[[ Given information, beginning ]]
//! IME engine: the coordinator between key events and the text surface.
//!
//! Data flow for every event: modifier reducer -> resolver -> surface ->
//! statistics. The engine owns the only `ModifierState` and the only
//! `TextSurface`; both are mutated exclusively through the methods here.
//!
//! Work that must happen after the current handler returns (dead-key
//! insertion and statistics refresh on deferred-refresh platforms, restoring
//! the editable flag after composition suppression) is queued as
//! [`DeferredTask`]s. The platform calls [`ImeEngine::drain_deferred`] once the
//! handler has returned, e.g. from a zero-delay timer.

use std::collections::VecDeque;
use std::sync::Arc;

use tracing::{debug, trace};

use crate::context::ImeContext;
use crate::document::{Direction, Granularity};
use crate::key::{self, KeyKind, PhysicalKeyEvent};
use crate::layout::LayoutTable;
use crate::modifiers::{ModifierEvent, ModifierState};
use crate::platform::PlatformQuirks;
use crate::resolver;
use crate::surface::{FormatCommand, SurfaceHost, TextSurface};
use crate::Config;

/// Result of processing a key event.
#[derive(Debug, Clone, Copy, PartialEq, Eq)]
pub enum KeyResult {
    /// Key was handled by the IME; the platform must suppress its default
    Handled,
    /// Key was not handled (pass through to the host)
    NotHandled,
}

/// Work scheduled to run after the current handler returns.
#[derive(Debug, Clone, PartialEq, Eq)]
pub enum DeferredTask {
    InsertCharacter(String),
    RefreshStatistics,
    RestoreEditing,
}

pub struct ImeEngine<H: SurfaceHost> {
    layout: Arc<LayoutTable>,
    modifiers: ModifierState,
    surface: TextSurface<H>,
    quirks: PlatformQuirks,
    native_mode: bool,
    deferred: VecDeque<DeferredTask>,
    context: ImeContext,
}

impl<H: SurfaceHost> ImeEngine<H> {
    /// Engine in native mode with the placeholder view off.
    pub fn new(layout: Arc<LayoutTable>, host: H, quirks: PlatformQuirks) -> Self {
        let mut engine = Self {
            layout,
            modifiers: ModifierState::new(),
            surface: TextSurface::new(host),
            quirks,
            native_mode: true,
            deferred: VecDeque::new(),
            context: ImeContext::new(),
        };
        engine.surface.refresh_statistics();
        engine.sync_context();
        engine
    }

    /// Engine configured from `config`; `detected` quirks are overridden by
    /// any quirk the config pins.
    pub fn with_config(
        layout: Arc<LayoutTable>,
        host: H,
        detected: PlatformQuirks,
        config: &Config,
    ) -> Self {
        let mut engine = Self::new(layout, host, config.quirks(detected));
        engine.native_mode = config.native_mode;
        if config.show_invisibles {
            engine.surface.toggle_invisibles_view(true);
        }
        engine.sync_context();
        engine
    }

    pub fn context(&self) -> &ImeContext {
        &self.context
    }

    pub fn modifiers(&self) -> &ModifierState {
        &self.modifiers
    }

    pub fn surface(&self) -> &TextSurface<H> {
        &self.surface
    }

    /// Mutable surface access for document actions (load, new, save).
    pub fn surface_mut(&mut self) -> &mut TextSurface<H> {
        &mut self.surface
    }

    pub fn layout(&self) -> &Arc<LayoutTable> {
        &self.layout
    }

    pub fn quirks(&self) -> PlatformQuirks {
        self.quirks
    }

    pub fn native_mode(&self) -> bool {
        self.native_mode
    }

    pub fn set_native_mode(&mut self, native: bool) {
        self.native_mode = native;
        self.sync_context();
    }

    pub fn toggle_native_mode(&mut self) -> bool {
        self.set_native_mode(!self.native_mode);
        self.native_mode
    }

    /// Tasks waiting for [`drain_deferred`](Self::drain_deferred).
    pub fn pending_tasks(&self) -> impl Iterator<Item = &DeferredTask> {
        self.deferred.iter()
    }

    /// Physical key-down.
    ///
    /// Updates the modifier state. Events from another text field stop
    /// there and go to the host untouched. Otherwise the surface is focused
    /// and, in native mode, typing keys are intercepted. Ctrl shortcuts pass through. Backspace is always routed through
    /// the surface so placeholders are deleted as a unit.
    pub fn handle_key_down(&mut self, event: &PhysicalKeyEvent) -> KeyResult {
        let flags = event.flags;
        self.modifiers = self.modifiers.apply(&ModifierEvent::PhysicalDown {
            code: event.code.clone(),
            flags,
        });

        if event.from_text_field {
            trace!(code = %event.code, "key down in another text field");
            self.sync_context();
            return KeyResult::NotHandled;
        }
        self.surface.ensure_focus();

        let mut result = KeyResult::NotHandled;
        let shortcut = flags.ctrl && !flags.alt_graph;

        if self.native_mode && !shortcut {
            if let Some(desc) = self.layout.get(&event.code) {
                if resolver::is_typing_key(desc) {
                    result = KeyResult::Handled;
                    let snapshot = ModifierState::from_flags(&flags);
                    if let Some(text) = resolver::resolve(desc, &snapshot, true) {
                        let text = text.to_string();
                        if event.is_dead_key() && self.quirks.needs_deferred_refresh {
                            trace!(code = %event.code, "deferring dead-key insert");
                            self.deferred.push_back(DeferredTask::InsertCharacter(text));
                        } else {
                            self.surface.insert_character(&text);
                        }
                    }
                }
            }
        }

        let is_backspace = event.code == key::BACKSPACE || event.key == "Backspace";
        if is_backspace && !flags.alt_graph_condition() && !flags.meta && !flags.ctrl {
            self.surface.delete_backward();
            result = KeyResult::Handled;
        }

        if self.quirks.needs_deferred_refresh {
            self.deferred.push_back(DeferredTask::RefreshStatistics);
        } else {
            self.surface.refresh_statistics();
        }

        trace!(code = %event.code, ?result, "key down");
        self.sync_context();
        result
    }

    /// Physical key-up. Caps Lock releases resync the caps state from the
    /// platform's indicator. Never consumes the event.
    pub fn handle_key_up(&mut self, event: &PhysicalKeyEvent) -> KeyResult {
        if event.code == key::CAPS_LOCK {
            self.modifiers = self.modifiers.apply(&ModifierEvent::CapsSync {
                active: event.flags.caps_lock,
            });
        }
        self.modifiers = self.modifiers.apply(&ModifierEvent::PhysicalUp {
            code: event.code.clone(),
            flags: event.flags,
        });
        self.sync_context();
        KeyResult::NotHandled
    }

    /// Click on the on-screen keyboard.
    ///
    /// Modifier keys toggle; action keys edit or move the caret; character
    /// keys resolve against the shared modifier state and then consume the
    /// one-shot Shift/AltGr. The on-screen keyboard always types the native
    /// script.
    pub fn handle_virtual_key(&mut self, code: &str) -> KeyResult {
        let result = self.virtual_key(code);
        self.sync_context();
        result
    }

    fn virtual_key(&mut self, code: &str) -> KeyResult {
        match code {
            key::SHIFT_LEFT | key::SHIFT_RIGHT | key::ALT_RIGHT | key::CAPS_LOCK => {
                self.modifiers = self.modifiers.apply(&ModifierEvent::VirtualToggle {
                    code: code.to_string(),
                });
                return KeyResult::Handled;
            }
            key::BACKSPACE => {
                self.surface.delete_backward();
                return KeyResult::Handled;
            }
            key::TAB => {
                self.surface.insert_character("\t");
                return KeyResult::Handled;
            }
            key::ENTER => {
                self.surface.insert_paragraph_break();
                return KeyResult::Handled;
            }
            key::ARROW_LEFT => return self.move_caret(Direction::Backward, Granularity::Character),
            key::ARROW_RIGHT => return self.move_caret(Direction::Forward, Granularity::Character),
            key::ARROW_UP => return self.move_caret(Direction::Backward, Granularity::Line),
            key::ARROW_DOWN => return self.move_caret(Direction::Forward, Granularity::Line),
            _ => {}
        }

        let Some(desc) = self.layout.get(code) else {
            debug!(code, "virtual key not in layout");
            return KeyResult::NotHandled;
        };
        if matches!(desc.kind, KeyKind::Modifier | KeyKind::Action) {
            return KeyResult::NotHandled;
        }
        let Some(text) = resolver::resolve(desc, &self.modifiers, true) else {
            return KeyResult::NotHandled;
        };
        let text = text.to_string();
        if self.surface.insert_character(&text) {
            self.modifiers = self.modifiers.apply(&ModifierEvent::ConsumeOneShot);
        }
        KeyResult::Handled
    }

    fn move_caret(&mut self, direction: Direction, granularity: Granularity) -> KeyResult {
        self.surface.ensure_focus();
        if self.surface.move_caret(direction, granularity) {
            self.surface.refresh_statistics();
        }
        KeyResult::Handled
    }

    /// Composition start/update/end from the host.
    ///
    /// On composition-suppressing platforms in native mode the surface is made
    /// non-editable now and restored by the next `drain_deferred`.
    pub fn handle_composition(&mut self) -> KeyResult {
        if !(self.native_mode && self.quirks.needs_composition_suppression) {
            return KeyResult::NotHandled;
        }
        self.surface.set_editable(false);
        self.deferred.push_back(DeferredTask::RestoreEditing);
        self.sync_context();
        KeyResult::Handled
    }

    /// Run every queued task in order. Returns how many ran.
    pub fn drain_deferred(&mut self) -> usize {
        let mut ran = 0;
        while let Some(task) = self.deferred.pop_front() {
            match task {
                DeferredTask::InsertCharacter(text) => {
                    self.surface.insert_character(&text);
                }
                DeferredTask::RefreshStatistics => {
                    self.surface.refresh_statistics();
                }
                DeferredTask::RestoreEditing => {
                    self.surface.set_editable(true);
                    self.surface.ensure_focus();
                }
            }
            ran += 1;
        }
        if ran > 0 {
            trace!(ran, "drained deferred tasks");
        }
        self.sync_context();
        ran
    }

    /// Flip the placeholder view. Returns the new view state.
    pub fn toggle_invisibles(&mut self) -> bool {
        let show = !self.surface.show_invisibles();
        self.set_show_invisibles(show);
        show
    }

    pub fn set_show_invisibles(&mut self, show: bool) {
        self.surface.toggle_invisibles_view(show);
        self.sync_context();
    }

    /// Formatting command from the toolbar.
    pub fn execute_command(&mut self, command: &FormatCommand) {
        self.surface.apply_command(command);
        self.sync_context();
    }

    /// Whether the on-screen key `code` should be drawn pressed.
    pub fn is_key_highlighted(&self, code: &str) -> bool {
        self.modifiers.is_highlighted(code)
    }

    /// Copy engine state into the context after a surface change made
    /// through [`surface_mut`](Self::surface_mut).
    pub fn refresh(&mut self) {
        self.surface.refresh_statistics();
        self.sync_context();
    }

    fn sync_context(&mut self) {
        let stats = self.surface.statistics();
        let ctx = &mut self.context;
        ctx.char_count = stats.chars;
        ctx.word_count = stats.words;
        ctx.shift_active = self.modifiers.shift_active();
        ctx.alt_graph_active = self.modifiers.alt_graph_active();
        ctx.caps_lock_active = self.modifiers.caps_lock_active();
        ctx.depressed_keys = self.modifiers.depressed_keys().iter().cloned().collect();
        ctx.native_mode = self.native_mode;
        ctx.show_invisibles = self.surface.show_invisibles();
        ctx.pending_tasks = self.deferred.len();
    }
}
[[ Given information, end ]]
Take the lines above from the one containing "state from the" to the one containing "self.modifiers = self.modifiers.apply(&ModifierEvent::CapsSync" and retype them exactly, both ends included, with nothing added.

**Written response**
    /// Physical key-up. Caps Lock releases resync the caps state from the
    /// platform's indicator. Never consumes the event.
    pub fn handle_key_up(&mut self, event: &PhysicalKeyEvent) -> KeyResult {
        if event.code == key::CAPS_LOCK {
            self.modifiers = self.modifiers.apply(&ModifierEvent::CapsSync {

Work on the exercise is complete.